REQUIRED WORK> For each line of the data below, copy it if it holds the word "CoreSettings".

━━━ DATA FOR ANALYSIS ━━━

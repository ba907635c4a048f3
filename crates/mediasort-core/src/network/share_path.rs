//! `server/share/path` triples and their `smb://` locators.

use std::fmt;

use crate::error::TransportError;

const SCHEME: &str = "smb://";

/// A location on a share. `path` is relative to the share root, `/`-separated, with no leading
/// or trailing slash. An empty `path` is the share root.
#[derive(Debug, Clone, PartialEq, Eq, Hash)]
pub struct SharePath {
    pub server: String,
    pub share: String,
    pub path: String,
}

impl SharePath {
    /// Parses `smb://server/share/dir/file.jpg`.
    pub fn from_locator(locator: &str) -> Result<Self, TransportError> {
        let rest = locator
            .strip_prefix(SCHEME)
            .ok_or_else(|| TransportError::Protocol(format!("Not an smb:// locator: {}", locator)))?;
        let (server, share_and_path) = rest
            .split_once('/')
            .ok_or_else(|| TransportError::Protocol(format!("Locator has no share: {}", locator)))?;
        Self::from_address_and_path(server, share_and_path)
    }

    /// Builds a path from a server address and a `share/dir/...` path.
    pub fn from_address_and_path(address: &str, path: &str) -> Result<Self, TransportError> {
        let server = address.trim().trim_start_matches(SCHEME).trim_matches('/');
        if server.is_empty() {
            return Err(TransportError::Protocol("Empty server address".to_string()));
        }
        let normalized = normalize(path);
        let (share, path) = match normalized.split_once('/') {
            Some((share, rest)) => (share.to_string(), rest.to_string()),
            None => (normalized, String::new()),
        };
        if share.is_empty() {
            return Err(TransportError::Protocol(format!("No share name in path for {}", server)));
        }
        Ok(Self {
            server: server.to_string(),
            share,
            path,
        })
    }

    pub fn to_locator(&self) -> String {
        if self.path.is_empty() {
            format!("{}{}/{}", SCHEME, self.server, self.share)
        } else {
            format!("{}{}/{}/{}", SCHEME, self.server, self.share, self.path)
        }
    }

    /// `\\server\share\dir\file`, as the wire library expects it.
    pub fn to_unc(&self) -> String {
        let mut unc = format!(r"\\{}\{}", self.server, self.share);
        if !self.path.is_empty() {
            unc.push('\\');
            unc.push_str(&self.path.replace('/', "\\"));
        }
        unc
    }

    pub fn join(&self, name: &str) -> Self {
        let name = name.trim_matches('/');
        let path = if self.path.is_empty() {
            name.to_string()
        } else {
            format!("{}/{}", self.path, name)
        };
        Self {
            server: self.server.clone(),
            share: self.share.clone(),
            path,
        }
    }

    /// The containing directory. The share root is its own parent.
    pub fn parent(&self) -> Self {
        let path = match self.path.rsplit_once('/') {
            Some((parent, _)) => parent.to_string(),
            None => String::new(),
        };
        Self {
            server: self.server.clone(),
            share: self.share.clone(),
            path,
        }
    }

    pub fn file_name(&self) -> &str {
        match self.path.rsplit_once('/') {
            Some((_, name)) => name,
            None => &self.path,
        }
    }

    /// Whether `self` and `other` are on the same server and share. Both names compare
    /// case-insensitively, as SMB does.
    pub fn same_share(&self, other: &SharePath) -> bool {
        self.server.eq_ignore_ascii_case(&other.server) && self.share.eq_ignore_ascii_case(&other.share)
    }

    /// Whether the file at `self` already lives in directory `dir`.
    pub fn is_in_directory(&self, dir: &SharePath) -> bool {
        self.same_share(dir) && self.parent().path.eq_ignore_ascii_case(&dir.path)
    }
}

impl fmt::Display for SharePath {
    fn fmt(&self, f: &mut fmt::Formatter<'_>) -> fmt::Result {
        f.write_str(&self.to_locator())
    }
}

fn normalize(path: &str) -> String {
    path.replace('\\', "/")
        .split('/')
        .filter(|segment| !segment.is_empty() && *segment != ".")
        .collect::<Vec<_>>()
        .join("/")
}
//! Backend dispatch by `ConnectionDescriptor::kind`.
//!
//! One tagged enum instead of a trait object: the orchestrator matches on the variant, and
//! each arm calls the concrete client.

use log::{debug, warn};
use std::sync::Arc;
use tokio_util::sync::CancellationToken;

use crate::error::{CoreError, DescriptorError, TransportError};
use crate::local::client::{LocalSource, LocalStorageClient, ScanOptions};
use crate::local::media_index::MediaIndex;
use crate::model::{ConnectionDescriptor, ConnectionKind, FileInfo, ListingResult, TransferOutcome};
use crate::network::smb_client::{RemoteShareClient, ShareTarget};
use crate::network::transport::ShareTransport;

/// A source bound to the client that serves it.
pub enum MediaBackend<T: ShareTransport, I: MediaIndex> {
    RemoteShare {
        client: Arc<RemoteShareClient<T>>,
        target: ShareTarget,
    },
    Local {
        client: Arc<LocalStorageClient<I>>,
        source: LocalSource,
    },
}

// Manual impl: deriving would demand `T: Clone` and `I: Clone`
impl<T: ShareTransport, I: MediaIndex> Clone for MediaBackend<T, I> {
    fn clone(&self) -> Self {
        match self {
            Self::RemoteShare { client, target } => Self::RemoteShare {
                client: Arc::clone(client),
                target: target.clone(),
            },
            Self::Local { client, source } => Self::Local {
                client: Arc::clone(client),
                source: source.clone(),
            },
        }
    }
}

impl<T: ShareTransport, I: MediaIndex> MediaBackend<T, I> {
    /// Picks the backend for `descriptor` after checking its kind's invariant.
    pub fn for_descriptor(
        descriptor: &ConnectionDescriptor,
        remote: &Arc<RemoteShareClient<T>>,
        local: &Arc<LocalStorageClient<I>>,
    ) -> Result<Self, DescriptorError> {
        descriptor.validate()?;
        match descriptor.kind {
            ConnectionKind::RemoteShare => Ok(Self::RemoteShare {
                client: Arc::clone(remote),
                target: ShareTarget::from_descriptor(descriptor),
            }),
            ConnectionKind::LocalStandard | ConnectionKind::LocalCustom => {
                let source = LocalSource::from_descriptor(descriptor).ok_or(DescriptorError::MissingLocalSource)?;
                Ok(Self::Local {
                    client: Arc::clone(local),
                    source,
                })
            }
        }
    }

    pub fn is_remote(&self) -> bool {
        matches!(self, Self::RemoteShare { .. })
    }

    /// Opens the browse session for remote sources. Local sources are always reachable.
    pub async fn connect(&self) -> bool {
        match self {
            Self::RemoteShare { client, target } => {
                let (username, secret) = match &target.credentials {
                    Some(c) if !c.is_guest() => (c.username.as_str(), c.secret.as_str()),
                    _ => ("", ""),
                };
                client.connect(&target.address, username, secret).await
            }
            Self::Local { .. } => true,
        }
    }

    /// Lists the source. `Err` only for cancellation.
    pub async fn list(&self, cancel: &CancellationToken) -> Result<ListingResult, CoreError> {
        match self {
            Self::RemoteShare { client, target } => {
                let settings = client.settings();
                let listing = client
                    .list_media_files(
                        &target.address,
                        &target.path,
                        settings.include_video,
                        settings.max_video_size_mb,
                        settings.max_results,
                    )
                    .await;
                if cancel.is_cancelled() {
                    return Err(CoreError::Cancelled);
                }
                Ok(listing)
            }
            Self::Local { client, source } => {
                let options = ScanOptions::from_settings(client.settings());
                client.list_media_files(source, &options, &(), cancel).await
            }
        }
    }

    pub async fn download(&self, locator: &str) -> Result<Vec<u8>, TransportError> {
        match self {
            Self::RemoteShare { client, .. } => client.fetch(locator).await,
            Self::Local { client, .. } => client.fetch(locator).await,
        }
    }

    pub async fn file_info(&self, locator: &str) -> Option<FileInfo> {
        match self {
            Self::RemoteShare { client, .. } => client.get_file_info(locator).await,
            Self::Local { client, .. } => client.get_file_info(locator).await,
        }
    }

    pub async fn delete(&self, locator: &str) -> TransferOutcome {
        match self {
            Self::RemoteShare { client, .. } => {
                if client.delete_file(locator).await {
                    TransferOutcome::Success
                } else {
                    TransferOutcome::UnknownError(format!("Couldn't delete {}", locator))
                }
            }
            Self::Local { client, .. } => client.delete_file(locator).await,
        }
    }

    /// Copies to a share folder. Only remote sources can be copied.
    pub async fn copy_to(&self, locator: &str, destination: &ShareTarget, cancel: &CancellationToken) -> TransferOutcome {
        match self {
            Self::RemoteShare { client, .. } => client.copy_file_with_cancel(locator, destination, cancel).await,
            Self::Local { .. } => local_transfer_rejected("copy", locator),
        }
    }

    pub async fn move_to(&self, locator: &str, destination: &ShareTarget, cancel: &CancellationToken) -> TransferOutcome {
        match self {
            Self::RemoteShare { client, .. } => client.move_file_with_cancel(locator, destination, cancel).await,
            Self::Local { .. } => local_transfer_rejected("move", locator),
        }
    }

    /// Releases remote sessions. Safe to call more than once.
    pub async fn disconnect(&self) {
        if let Self::RemoteShare { client, .. } = self {
            debug!("Disconnecting remote backend");
            client.disconnect().await;
        }
    }
}

fn local_transfer_rejected(what: &str, locator: &str) -> TransferOutcome {
    warn!("Refusing to {} {}: transfers only run between shares", what, locator);
    TransferOutcome::SecurityError(format!("Can't {} files from device storage", what))
}

#[cfg(test)]
mod tests {
    use super::*;
    use crate::config::CoreSettings;
    use crate::local::media_index::FsMediaIndex;
    use crate::model::Credentials;
    use crate::network::in_memory::InMemoryShare;

    type Backend = MediaBackend<InMemoryShare, FsMediaIndex>;

    fn clients(share: &InMemoryShare) -> (Arc<RemoteShareClient<InMemoryShare>>, Arc<LocalStorageClient<FsMediaIndex>>) {
        (
            Arc::new(RemoteShareClient::new(share.clone(), CoreSettings::default())),
            Arc::new(LocalStorageClient::new(FsMediaIndex::new(), CoreSettings::default())),
        )
    }

    #[test]
    fn picks_backend_by_kind() {
        let share = InMemoryShare::new();
        let (remote, local) = clients(&share);

        let descriptor = ConnectionDescriptor::remote(1, "nas", "Photos", None);
        assert!(Backend::for_descriptor(&descriptor, &remote, &local).unwrap().is_remote());

        let descriptor = ConnectionDescriptor::standard_bucket("Camera");
        assert!(!Backend::for_descriptor(&descriptor, &remote, &local).unwrap().is_remote());

        let descriptor = ConnectionDescriptor::remote(2, "", "Photos", None);
        assert_eq!(
            Backend::for_descriptor(&descriptor, &remote, &local).err(),
            Some(DescriptorError::MissingAddress)
        );
    }

    #[tokio::test]
    async fn remote_backend_uses_descriptor_credentials() {
        let share = InMemoryShare::new();
        share.add_file("smb://nas/Photos/a.jpg", &[0xFF, 0xD8]);
        share.require_credentials("nas", "alice", "pw");
        let (remote, local) = clients(&share);

        let descriptor = ConnectionDescriptor::remote(1, "nas", "Photos", Some(Credentials::new("alice", "pw")));
        let backend = Backend::for_descriptor(&descriptor, &remote, &local).unwrap();
        assert!(backend.connect().await);
        let listing = backend.list(&CancellationToken::new()).await.unwrap();
        assert_eq!(listing.files.len(), 1);
    }

    #[tokio::test]
    async fn local_backend_rejects_transfers() {
        let share = InMemoryShare::new();
        let (remote, local) = clients(&share);
        let dir = tempfile::tempdir().unwrap();
        let descriptor = ConnectionDescriptor::custom_directory(3, dir.path());
        let backend = Backend::for_descriptor(&descriptor, &remote, &local).unwrap();

        let outcome = backend
            .copy_to("file:///tmp/a.jpg", &ShareTarget::new("nas", "Photos"), &CancellationToken::new())
            .await;
        assert!(matches!(outcome, TransferOutcome::SecurityError(_)));
    }
}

━━━

SOLUTION TO THIS EXERCISE>
    use crate::config::CoreSettings;
            Arc::new(RemoteShareClient::new(share.clone(), CoreSettings::default())),
            Arc::new(LocalStorageClient::new(FsMediaIndex::new(), CoreSettings::default())),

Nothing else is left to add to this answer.